▸ EXERCISE DESCRIPTION: Word for word, give every line of the listing again.

◆ ◆ ◆ ◆

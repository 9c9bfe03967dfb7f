//! Shared drawing for modal overlays.

use ratatui::Frame;
use ratatui::layout::{Alignment, Rect};
use ratatui::style::{Color, Modifier, Style};
use ratatui::text::{Line, Span};
use ratatui::widgets::{Block, Borders, Clear, Paragraph, Wrap};

use crate::common::truncate_with_ellipsis;
use crate::features::chrome::Palette;

/// Centers a `width` x `height` box in `area`, shrinking it to fit.
pub fn overlay_area(area: Rect, width: u16, height: u16) -> Rect {
    let width = width.min(area.width.saturating_sub(4));
    let height = height.min(area.height.saturating_sub(2));
    Rect::new(
        area.x + area.width.saturating_sub(width) / 2,
        area.y + area.height.saturating_sub(height) / 2,
        width,
        height,
    )
}

pub struct OverlayConfig<'a> {
    pub title: &'a str,
    pub border_color: Color,
    pub width: u16,
    pub height: u16,
    pub hints: &'a [InputHint<'a>],
}

/// Body rectangle of a drawn overlay (inside the border, above the hints).
pub struct OverlayLayout {
    pub body: Rect,
}

/// Clears the background, draws the border, title and hint row.
pub fn render_overlay(
    frame: &mut Frame,
    area: Rect,
    config: &OverlayConfig<'_>,
    palette: &Palette,
) -> OverlayLayout {
    let popup = overlay_area(area, config.width, config.height);
    frame.render_widget(Clear, popup);

    let block = Block::default()
        .borders(Borders::ALL)
        .border_style(Style::default().fg(config.border_color))
        .title(format!(" {} ", config.title))
        .title_style(
            Style::default()
                .fg(config.border_color)
                .add_modifier(Modifier::BOLD),
        )
        .style(Style::default().bg(palette.bg).fg(palette.fg));
    let inner = block.inner(popup);
    frame.render_widget(block, popup);

    let footer_height = u16::from(!config.hints.is_empty());
    let body_height = inner.height.saturating_sub(footer_height);
    if footer_height > 0 {
        let footer = Rect::new(inner.x, inner.y + body_height, inner.width, 1);
        render_hints(frame, footer, config.hints, config.border_color, palette);
    }

    OverlayLayout {
        body: Rect::new(inner.x, inner.y, inner.width, body_height),
    }
}

pub struct InputHint<'a> {
    pub key: &'a str,
    pub action: &'a str,
}

impl<'a> InputHint<'a> {
    pub fn new(key: &'a str, action: &'a str) -> Self {
        Self { key, action }
    }
}

fn render_hints(
    frame: &mut Frame,
    area: Rect,
    hints: &[InputHint<'_>],
    highlight: Color,
    palette: &Palette,
) {
    let mut spans = Vec::new();
    for (i, hint) in hints.iter().enumerate() {
        if i > 0 {
            spans.push(Span::styled(" · ", Style::default().fg(palette.muted)));
        }
        spans.push(Span::styled(hint.key, Style::default().fg(highlight)));
        spans.push(Span::styled(
            format!(" {}", hint.action),
            Style::default().fg(palette.muted),
        ));
    }
    frame.render_widget(
        Paragraph::new(Line::from(spans)).alignment(Alignment::Center),
        area,
    );
}

/// Wrapped, centered message text.
pub fn render_message(frame: &mut Frame, area: Rect, text: &str, style: Style) {
    frame.render_widget(
        Paragraph::new(text.to_string())
            .style(style)
            .alignment(Alignment::Center)
            .wrap(Wrap { trim: true }),
        area,
    );
}

/// Draws `> value█`, keeping the tail of long values visible.
pub fn render_input_line(
    frame: &mut Frame,
    area: Rect,
    value: &str,
    placeholder: &str,
    palette: &Palette,
) {
    let max_width = area.width.saturating_sub(3) as usize;
    let mut spans = vec![Span::styled("> ", Style::default().fg(palette.muted))];
    if value.is_empty() {
        spans.push(Span::styled("█", Style::default().fg(palette.accent)));
        spans.push(Span::styled(
            truncate_with_ellipsis(placeholder, max_width),
            Style::default().fg(palette.muted),
        ));
    } else {
        spans.push(Span::styled(
            tail_within(value, max_width),
            Style::default().fg(palette.fg),
        ));
        spans.push(Span::styled("█", Style::default().fg(palette.accent)));
    }
    frame.render_widget(Paragraph::new(Line::from(spans)), area);
}

/// Keeps the end of `text` within `max_width` columns, prefixed with `…`
/// when cut.
fn tail_within(text: &str, max_width: usize) -> String {
    use unicode_width::{UnicodeWidthChar, UnicodeWidthStr};

    if text.width() <= max_width {
        return text.to_string();
    }
    let mut kept: Vec<char> = Vec::new();
    let mut width = 1;
    for ch in text.chars().rev() {
        let w = ch.width().unwrap_or(0);
        if width + w > max_width {
            break;
        }
        width += w;
        kept.push(ch);
    }
    std::iter::once('…').chain(kept.into_iter().rev()).collect()
}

◆ ◆ ◆ ◆

▸ WRITTEN SOLUTION:
repository 9c9bfe03967dfb7f
//! Shared drawing for modal overlays.

use ratatui::Frame;
use ratatui::layout::{Alignment, Rect};
use ratatui::style::{Color, Modifier, Style};
use ratatui::text::{Line, Span};
use ratatui::widgets::{Block, Borders, Clear, Paragraph, Wrap};

use crate::common::truncate_with_ellipsis;
use crate::features::chrome::Palette;

/// Centers a `width` x `height` box in `area`, shrinking it to fit.
pub fn overlay_area(area: Rect, width: u16, height: u16) -> Rect {
    let width = width.min(area.width.saturating_sub(4));
    let height = height.min(area.height.saturating_sub(2));
    Rect::new(
        area.x + area.width.saturating_sub(width) / 2,
        area.y + area.height.saturating_sub(height) / 2,
        width,
        height,
    )
}

pub struct OverlayConfig<'a> {
    pub title: &'a str,
    pub border_color: Color,
    pub width: u16,
    pub height: u16,
    pub hints: &'a [InputHint<'a>],
}

/// Body rectangle of a drawn overlay (inside the border, above the hints).
pub struct OverlayLayout {
    pub body: Rect,
}

/// Clears the background, draws the border, title and hint row.
pub fn render_overlay(
    frame: &mut Frame,
    area: Rect,
    config: &OverlayConfig<'_>,
    palette: &Palette,
) -> OverlayLayout {
    let popup = overlay_area(area, config.width, config.height);
    frame.render_widget(Clear, popup);

    let block = Block::default()
        .borders(Borders::ALL)
        .border_style(Style::default().fg(config.border_color))
        .title(format!(" {} ", config.title))
        .title_style(
            Style::default()
                .fg(config.border_color)
                .add_modifier(Modifier::BOLD),
        )
        .style(Style::default().bg(palette.bg).fg(palette.fg));
    let inner = block.inner(popup);
    frame.render_widget(block, popup);

    let footer_height = u16::from(!config.hints.is_empty());
    let body_height = inner.height.saturating_sub(footer_height);
    if footer_height > 0 {
        let footer = Rect::new(inner.x, inner.y + body_height, inner.width, 1);
        render_hints(frame, footer, config.hints, config.border_color, palette);
    }

    OverlayLayout {
        body: Rect::new(inner.x, inner.y, inner.width, body_height),
    }
}

pub struct InputHint<'a> {
    pub key: &'a str,
    pub action: &'a str,
}

impl<'a> InputHint<'a> {
    pub fn new(key: &'a str, action: &'a str) -> Self {
        Self { key, action }
    }
}

fn render_hints(
    frame: &mut Frame,
    area: Rect,
    hints: &[InputHint<'_>],
    highlight: Color,
    palette: &Palette,
) {
    let mut spans = Vec::new();
    for (i, hint) in hints.iter().enumerate() {
        if i > 0 {
            spans.push(Span::styled(" · ", Style::default().fg(palette.muted)));
        }
        spans.push(Span::styled(hint.key, Style::default().fg(highlight)));
        spans.push(Span::styled(
            format!(" {}", hint.action),
            Style::default().fg(palette.muted),
        ));
    }
    frame.render_widget(
        Paragraph::new(Line::from(spans)).alignment(Alignment::Center),
        area,
    );
}

/// Wrapped, centered message text.
pub fn render_message(frame: &mut Frame, area: Rect, text: &str, style: Style) {
    frame.render_widget(
        Paragraph::new(text.to_string())
            .style(style)
            .alignment(Alignment::Center)
            .wrap(Wrap { trim: true }),
        area,
    );
}

/// Draws `> value█`, keeping the tail of long values visible.
pub fn render_input_line(
    frame: &mut Frame,
    area: Rect,
    value: &str,
    placeholder: &str,
    palette: &Palette,
) {
    let max_width = area.width.saturating_sub(3) as usize;
    let mut spans = vec![Span::styled("> ", Style::default().fg(palette.muted))];
    if value.is_empty() {
        spans.push(Span::styled("█", Style::default().fg(palette.accent)));
        spans.push(Span::styled(
            truncate_with_ellipsis(placeholder, max_width),
            Style::default().fg(palette.muted),
        ));
    } else {
        spans.push(Span::styled(
            tail_within(value, max_width),
            Style::default().fg(palette.fg),
        ));
        spans.push(Span::styled("█", Style::default().fg(palette.accent)));
    }
    frame.render_widget(Paragraph::new(Line::from(spans)), area);
}

/// Keeps the end of `text` within `max_width` columns, prefixed with `…`
/// when cut.
fn tail_within(text: &str, max_width: usize) -> String {
    use unicode_width::{UnicodeWidthChar, UnicodeWidthStr};

    if text.width() <= max_width {
        return text.to_string();
    }
    let mut kept: Vec<char> = Vec::new();
    let mut width = 1;
    for ch in text.chars().rev() {
        let w = ch.width().unwrap_or(0);
        if width + w > max_width {
            break;
        }
        width += w;
        kept.push(ch);
    }
    std::iter::once('…').chain(kept.into_iter().rev()).collect()
}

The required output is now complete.